* What the exercise asks *
Please repeat each line of the data exactly, with nothing left out.

* Dataset records *
--*--

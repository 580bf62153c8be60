//! Error types surfaced by the workflow engine.

use thiserror::Error;

/// Definition problems detected before a run starts.
#[derive(Debug, Clone, Error, PartialEq, Eq)]
pub enum ValidationError {
    #[error("workflow '{workflow}' has no steps")]
    NoSteps { workflow: String },
    /// A step-level problem; `step` is 1-based.
    #[error("workflow '{workflow}' step {step}: {reason}")]
    Step { workflow: String, step: usize, reason: String },
}

/// Failure raised while evaluating a condition, template, or item list.
#[derive(Debug, Clone, Error, PartialEq, Eq)]
#[error("{0}")]
pub struct EvaluationError(pub String);

impl EvaluationError {
    pub fn new(message: impl Into<String>) -> Self {
        Self(message.into())
    }
}

/// Errors returned by [`WorkflowSession`](crate::WorkflowSession) and the run loop.
#[derive(Debug, Error)]
pub enum EngineError {
    #[error("a workflow run is already active")]
    RunActive,
    #[error("no workflow run is active")]
    NoActiveRun,
    #[error("workflow '{0}' not found")]
    WorkflowNotFound(String),
    #[error("request '{0}' not found")]
    RequestNotFound(String),
    #[error("request '{0}' does not declare a for-each loop")]
    MissingForEach(String),
    #[error("environment '{0}' is not declared in the document")]
    EnvironmentNotFound(String),
    #[error(transparent)]
    Validation(#[from] ValidationError),
    #[error("request outcome channel closed before the run finished")]
    ChannelClosed,
}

--*--

* Answer for this exercise *
repository 580bf62153c8be60
//! Error types surfaced by the workflow engine.

use thiserror::Error;

/// Definition problems detected before a run starts.
#[derive(Debug, Clone, Error, PartialEq, Eq)]
pub enum ValidationError {
    #[error("workflow '{workflow}' has no steps")]
    NoSteps { workflow: String },
    /// A step-level problem; `step` is 1-based.
    #[error("workflow '{workflow}' step {step}: {reason}")]
    Step { workflow: String, step: usize, reason: String },
}

/// Failure raised while evaluating a condition, template, or item list.
#[derive(Debug, Clone, Error, PartialEq, Eq)]
#[error("{0}")]
pub struct EvaluationError(pub String);

impl EvaluationError {
    pub fn new(message: impl Into<String>) -> Self {
        Self(message.into())
    }
}

/// Errors returned by [`WorkflowSession`](crate::WorkflowSession) and the run loop.
#[derive(Debug, Error)]
pub enum EngineError {
    #[error("a workflow run is already active")]
    RunActive,
    #[error("no workflow run is active")]
    NoActiveRun,
    #[error("workflow '{0}' not found")]
    WorkflowNotFound(String),
    #[error("request '{0}' not found")]
    RequestNotFound(String),
    #[error("request '{0}' does not declare a for-each loop")]
    MissingForEach(String),
    #[error("environment '{0}' is not declared in the document")]
    EnvironmentNotFound(String),
    #[error(transparent)]
    Validation(#[from] ValidationError),
    #[error("request outcome channel closed before the run finished")]
    ChannelClosed,
}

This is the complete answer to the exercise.